# PROVIDED RECORDS:

——

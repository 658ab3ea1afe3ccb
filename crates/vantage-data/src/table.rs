//! Date-indexed table of adjusted close prices.
//!
//! A [`PriceTable`] has one row per trading date (strictly ascending) and one
//! column per [`Ticker`]. Every cell holds a value: gaps are resolved once,
//! when the table is built from provider quotes, so downstream analytics can
//! treat the table as a dense matrix.

use std::collections::{BTreeMap, HashMap, HashSet};

use chrono::NaiveDate;
use ndarray::{Array2, ArrayView1, ArrayView2, Axis};
use polars::prelude::*;
use tracing::debug;

use crate::error::{DataError, Result};
use crate::ticker::Ticker;

/// Days from 0001-01-01 (CE) to the Unix epoch, for Polars `Date` values.
const UNIX_EPOCH_DAYS_FROM_CE: i32 = 719_163;

/// Adjusted close prices keyed by trading date and ticker.
#[derive(Debug, Clone, PartialEq)]
pub struct PriceTable {
    dates: Vec<NaiveDate>,
    columns: Vec<Ticker>,
    prices: Array2<f64>,
}

impl PriceTable {
    /// Build a table from per-ticker price vectors aligned with `dates`.
    ///
    /// # Errors
    ///
    /// Returns [`DataError::Schema`] when the table has no rows or columns,
    /// the dates are not strictly ascending, a ticker repeats, or a column
    /// length differs from the number of dates.
    ///
    /// # Examples
    ///
    /// ```
    /// use chrono::NaiveDate;
    /// use vantage_data::{PriceTable, Ticker};
    ///
    /// let dates = vec![
    ///     NaiveDate::from_ymd_opt(2024, 1, 2).unwrap(),
    ///     NaiveDate::from_ymd_opt(2024, 1, 3).unwrap(),
    /// ];
    /// let table = PriceTable::new(
    ///     dates,
    ///     vec![(Ticker::parse("PETR4").unwrap(), vec![37.1, 37.5])],
    /// )
    /// .unwrap();
    ///
    /// assert_eq!(table.height(), 2);
    /// assert_eq!(table.width(), 1);
    /// ```
    pub fn new(dates: Vec<NaiveDate>, columns: Vec<(Ticker, Vec<f64>)>) -> Result<Self> {
        if dates.is_empty() {
            return Err(DataError::Schema("table has no rows".to_string()));
        }
        if columns.is_empty() {
            return Err(DataError::Schema("table has no columns".to_string()));
        }
        if let Some(pair) = dates.windows(2).find(|w| w[0] >= w[1]) {
            return Err(DataError::Schema(format!(
                "dates must be strictly ascending ({} then {})",
                pair[0], pair[1]
            )));
        }

        let mut seen = HashSet::with_capacity(columns.len());
        let mut prices = Array2::<f64>::zeros((dates.len(), columns.len()));
        let mut tickers = Vec::with_capacity(columns.len());

        for (j, (ticker, values)) in columns.into_iter().enumerate() {
            if !seen.insert(ticker.clone()) {
                return Err(DataError::Schema(format!("duplicate column {ticker}")));
            }
            if values.len() != dates.len() {
                return Err(DataError::Schema(format!(
                    "column {ticker} has {} values for {} dates",
                    values.len(),
                    dates.len()
                )));
            }
            for (i, value) in values.into_iter().enumerate() {
                prices[[i, j]] = value;
            }
            tickers.push(ticker);
        }

        Ok(Self {
            dates,
            columns: tickers,
            prices,
        })
    }

    /// Build a table from long-format provider quotes.
    ///
    /// `quotes` must carry `symbol` (string), `date` (date) and
    /// `adjusted_close` (float) columns. Symbols are matched against
    /// `symbols` after removing `suffix`, and the table columns follow the
    /// order of `symbols`.
    ///
    /// Rows span the union of all returned dates. Leading rows where some
    /// column has not started trading yet are dropped, as are trailing rows
    /// after some column's last price. Interior gaps are forward-filled from
    /// the previous session, and non-finite prices count as gaps.
    ///
    /// # Errors
    ///
    /// Returns [`DataError::MissingData`] when a requested symbol has no
    /// quotes or no date has a price for every symbol.
    pub fn from_quotes(quotes: &DataFrame, symbols: &[Ticker], suffix: &str) -> Result<Self> {
        let index: HashMap<&Ticker, usize> =
            symbols.iter().enumerate().map(|(j, t)| (t, j)).collect();

        let symbol_col = quotes.column("symbol")?.as_materialized_series().clone();
        let day_col = quotes
            .column("date")?
            .as_materialized_series()
            .cast(&DataType::Int32)?;
        let close_col = quotes
            .column("adjusted_close")?
            .as_materialized_series()
            .cast(&DataType::Float64)?;

        let mut rows: BTreeMap<NaiveDate, Vec<Option<f64>>> = BTreeMap::new();
        let mut last_seen: Vec<Option<NaiveDate>> = vec![None; symbols.len()];

        for ((symbol, day), close) in symbol_col
            .str()?
            .into_iter()
            .zip(day_col.i32()?)
            .zip(close_col.f64()?)
        {
            let (Some(symbol), Some(day)) = (symbol, day) else {
                continue;
            };
            let ticker = Ticker::from_provider_symbol(symbol, suffix)?;
            let Some(&j) = index.get(&ticker) else {
                continue;
            };
            let date = NaiveDate::from_num_days_from_ce_opt(day + UNIX_EPOCH_DAYS_FROM_CE)
                .ok_or_else(|| DataError::TimeConversion(format!("day {day} out of range")))?;

            let row = rows
                .entry(date)
                .or_insert_with(|| vec![None; symbols.len()]);
            if let Some(price) = close.filter(|p| p.is_finite()) {
                row[j] = Some(price);
                last_seen[j] = last_seen[j].max(Some(date));
            }
        }

        if let Some(j) = last_seen.iter().position(Option::is_none) {
            return Err(DataError::MissingData {
                symbol: symbols[j].to_string(),
                reason: "No prices returned for the requested window".to_string(),
            });
        }
        let cutoff = last_seen.iter().flatten().min().copied();

        let mut last: Vec<Option<f64>> = vec![None; symbols.len()];
        let mut dates = Vec::with_capacity(rows.len());
        let mut values: Vec<Vec<f64>> = vec![Vec::with_capacity(rows.len()); symbols.len()];
        let mut filled = 0usize;
        let mut skipped = 0usize;

        for (date, row) in rows {
            if cutoff.is_some_and(|c| date > c) {
                skipped += 1;
                continue;
            }
            for (j, cell) in row.into_iter().enumerate() {
                match cell {
                    Some(price) => last[j] = Some(price),
                    None if last[j].is_some() => filled += 1,
                    None => {}
                }
            }
            if last.iter().all(Option::is_some) {
                dates.push(date);
                for (column, price) in values.iter_mut().zip(&last) {
                    column.push(price.unwrap_or(f64::NAN));
                }
            } else {
                skipped += 1;
            }
        }

        if dates.is_empty() {
            return Err(DataError::MissingData {
                symbol: "batch".to_string(),
                reason: "No date has prices for every symbol".to_string(),
            });
        }

        debug!(
            rows = dates.len(),
            columns = symbols.len(),
            skipped,
            filled,
            "built price table from quotes"
        );

        Self::new(dates, symbols.iter().cloned().zip(values).collect())
    }

    /// Trading dates, ascending.
    pub fn dates(&self) -> &[NaiveDate] {
        &self.dates
    }

    /// Column tickers in table order.
    pub fn columns(&self) -> &[Ticker] {
        &self.columns
    }

    /// Price matrix, rows are dates and columns follow [`Self::columns`].
    pub fn prices(&self) -> ArrayView2<'_, f64> {
        self.prices.view()
    }

    /// Number of rows (trading dates).
    pub fn height(&self) -> usize {
        self.dates.len()
    }

    /// Number of columns (tickers).
    pub fn width(&self) -> usize {
        self.columns.len()
    }

    /// First trading date.
    pub fn start(&self) -> NaiveDate {
        self.dates[0]
    }

    /// Last trading date.
    pub fn end(&self) -> NaiveDate {
        self.dates[self.dates.len() - 1]
    }

    /// Position of a ticker among the columns.
    pub fn position(&self, ticker: &Ticker) -> Option<usize> {
        self.columns.iter().position(|c| c == ticker)
    }

    /// Price series of one ticker.
    pub fn column(&self, ticker: &Ticker) -> Option<ArrayView1<'_, f64>> {
        self.position(ticker).map(|j| self.prices.column(j))
    }

    /// Copy the named columns, in the given order, into a new matrix.
    ///
    /// # Errors
    ///
    /// Returns [`DataError::MissingData`] when a ticker is not in the table.
    pub fn select(&self, tickers: &[Ticker]) -> Result<Array2<f64>> {
        let positions = tickers
            .iter()
            .map(|t| {
                self.position(t).ok_or_else(|| DataError::MissingData {
                    symbol: t.to_string(),
                    reason: "Not a column of the price table".to_string(),
                })
            })
            .collect::<Result<Vec<_>>>()?;
        Ok(self.prices.select(Axis(1), &positions))
    }

    /// Convert to a Polars DataFrame with a `date` column followed by one
    /// column per ticker.
    pub fn to_frame(&self) -> Result<DataFrame> {
        let names: Vec<String> = self.columns.iter().map(ToString::to_string).collect();
        frame_from_matrix(&self.dates, &names, self.prices.view())
    }
}

/// Assemble a wide DataFrame from a date index, column names and a value
/// matrix with one column per name.
pub fn frame_from_matrix(
    dates: &[NaiveDate],
    names: &[String],
    values: ArrayView2<'_, f64>,
) -> Result<DataFrame> {
    if values.nrows() != dates.len() || values.ncols() != names.len() {
        return Err(DataError::Schema(format!(
            "matrix is {}x{} for {} dates and {} names",
            values.nrows(),
            values.ncols(),
            dates.len(),
            names.len()
        )));
    }

    let mut columns: Vec<Column> = Vec::with_capacity(names.len() + 1);
    columns.push(Series::new("date".into(), dates.to_vec()).into());
    for (name, column) in names.iter().zip(values.columns()) {
        columns.push(Series::new(name.as_str().into(), column.to_vec()).into());
    }

    Ok(DataFrame::new(columns)?)
}
//! `vantage.toml` configuration.

use std::path::{Path, PathBuf};
use std::time::Duration;

use chrono::NaiveDate;
use serde::{Deserialize, Serialize};
use thiserror::Error;
use vantage::output::{DEFAULT_ICON_BASE_URL, DEFAULT_PORTFOLIO_ICON, IconConfig};

/// File name looked up in the user config directory.
pub(crate) const CONFIG_FILE: &str = "vantage.toml";

/// Errors while loading the configuration file.
#[derive(Debug, Error)]
pub(crate) enum ConfigError {
    /// File could not be read.
    #[error("Failed to read {path}: {source}")]
    Io {
        /// Offending path.
        path: PathBuf,
        /// Underlying error.
        source: std::io::Error,
    },

    /// File is not valid TOML for this schema.
    #[error("Invalid configuration: {0}")]
    Parse(#[from] toml::de::Error),
}

/// User settings; every key is optional.
#[derive(Debug, Clone, PartialEq, Eq, Serialize, Deserialize)]
pub(crate) struct VantageConfig {
    /// Start of the window when `--from` is not given.
    #[serde(default = "default_start")]
    pub(crate) default_start: NaiveDate,

    /// Pause after each Yahoo request, in milliseconds. Requests run a few
    /// at a time and the pause applies per in-flight slot.
    #[serde(default = "default_request_delay_ms")]
    pub(crate) request_delay_ms: u64,

    /// Listed-companies CSV replacing the built-in universe.
    pub(crate) universe_csv: Option<PathBuf>,

    /// Base URL of the ticker icons.
    #[serde(default = "default_icon_base_url")]
    pub(crate) icon_base_url: String,

    /// Icon of the portfolio card.
    #[serde(default = "default_portfolio_icon")]
    pub(crate) portfolio_icon: String,

    /// Log filter used when `RUST_LOG` is unset.
    pub(crate) log_filter: Option<String>,
}

fn default_start() -> NaiveDate {
    NaiveDate::from_ymd_opt(2023, 1, 1).unwrap_or_default()
}

const fn default_request_delay_ms() -> u64 {
    250
}

fn default_icon_base_url() -> String {
    DEFAULT_ICON_BASE_URL.to_string()
}

fn default_portfolio_icon() -> String {
    DEFAULT_PORTFOLIO_ICON.to_string()
}

impl Default for VantageConfig {
    fn default() -> Self {
        Self {
            default_start: default_start(),
            request_delay_ms: default_request_delay_ms(),
            universe_csv: None,
            icon_base_url: default_icon_base_url(),
            portfolio_icon: default_portfolio_icon(),
            log_filter: None,
        }
    }
}

impl VantageConfig {
    /// Parse a TOML document.
    pub(crate) fn from_toml(content: &str) -> Result<Self, ConfigError> {
        Ok(toml::from_str(content)?)
    }

    /// Load configuration from a TOML file.
    pub(crate) fn from_file(path: &Path) -> Result<Self, ConfigError> {
        let content = std::fs::read_to_string(path).map_err(|source| ConfigError::Io {
            path: path.to_path_buf(),
            source,
        })?;
        Self::from_toml(&content)
    }

    /// Load `explicit` if given, else the default location when it exists,
    /// else the built-in defaults.
    pub(crate) fn load(explicit: Option<&Path>) -> Result<Self, ConfigError> {
        if let Some(path) = explicit {
            return Self::from_file(path);
        }
        match default_path() {
            Some(path) if path.is_file() => Self::from_file(&path),
            _ => Ok(Self::default()),
        }
    }

    /// Delay between provider requests.
    pub(crate) const fn request_delay(&self) -> Duration {
        Duration::from_millis(self.request_delay_ms)
    }

    /// Icon sources for the summary cards.
    pub(crate) fn icons(&self) -> IconConfig {
        IconConfig {
            base_url: self.icon_base_url.clone(),
            portfolio_icon: self.portfolio_icon.clone(),
        }
    }
}

/// `<config dir>/vantage/vantage.toml`.
pub(crate) fn default_path() -> Option<PathBuf> {
    dirs::config_dir().map(|dir| dir.join("vantage").join(CONFIG_FILE))
}

#[cfg(test)]
mod tests {
    use super::*;
    use rstest::rstest;

    #[test]
    fn test_empty_file_gives_defaults() {
        let config = VantageConfig::from_toml("").unwrap();

        assert_eq!(config, VantageConfig::default());
        assert_eq!(config.default_start.to_string(), "2023-01-01");
        assert_eq!(config.request_delay(), Duration::from_millis(250));
        assert_eq!(config.icons(), IconConfig::default());
    }

    #[test]
    fn test_partial_file() {
        let config = VantageConfig::from_toml(
            r#"
default_start = "2022-06-01"
universe_csv = "acoes-listadas-b3.csv"
portfolio_icon = "wallet.svg"
"#,
        )
        .unwrap();

        assert_eq!(config.default_start.to_string(), "2022-06-01");
        assert_eq!(
            config.universe_csv.as_deref(),
            Some(Path::new("acoes-listadas-b3.csv"))
        );
        assert_eq!(config.icons().portfolio_icon, "wallet.svg");
        assert_eq!(config.icon_base_url, DEFAULT_ICON_BASE_URL);
        assert_eq!(config.request_delay_ms, 250);
    }

    #[rstest]
    #[case("request_delay_ms = \"fast\"")]
    #[case("default_start = \"01/01/2023\"")]
    #[case("default_start = ")]
    fn test_invalid_file(#[case] content: &str) {
        assert!(matches!(
            VantageConfig::from_toml(content),
            Err(ConfigError::Parse(_))
        ));
    }

    #[test]
    fn test_missing_explicit_file_is_an_error() {
        let result = VantageConfig::load(Some(Path::new("/nonexistent/vantage.toml")));
        assert!(matches!(result, Err(ConfigError::Io { .. })));
    }

    #[test]
    fn test_default_path_name() {
        if let Some(path) = default_path() {
            assert!(path.ends_with("vantage/vantage.toml"));
        }
    }
}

——

# WORK INSTRUCTION:
Please return every line from the first one in the records above down to the line containing "use tracing::debug;", including both, exactly as written and nothing more.

# RESULT OF THIS TASK:
repository 658ab3ea1afe3ccb
filename crates/vantage-data/src/table.rs
//! Date-indexed table of adjusted close prices.
//!
//! A [`PriceTable`] has one row per trading date (strictly ascending) and one
//! column per [`Ticker`]. Every cell holds a value: gaps are resolved once,
//! when the table is built from provider quotes, so downstream analytics can
//! treat the table as a dense matrix.

use std::collections::{BTreeMap, HashMap, HashSet};

use chrono::NaiveDate;
use ndarray::{Array2, ArrayView1, ArrayView2, Axis};
use polars::prelude::*;
use tracing::debug;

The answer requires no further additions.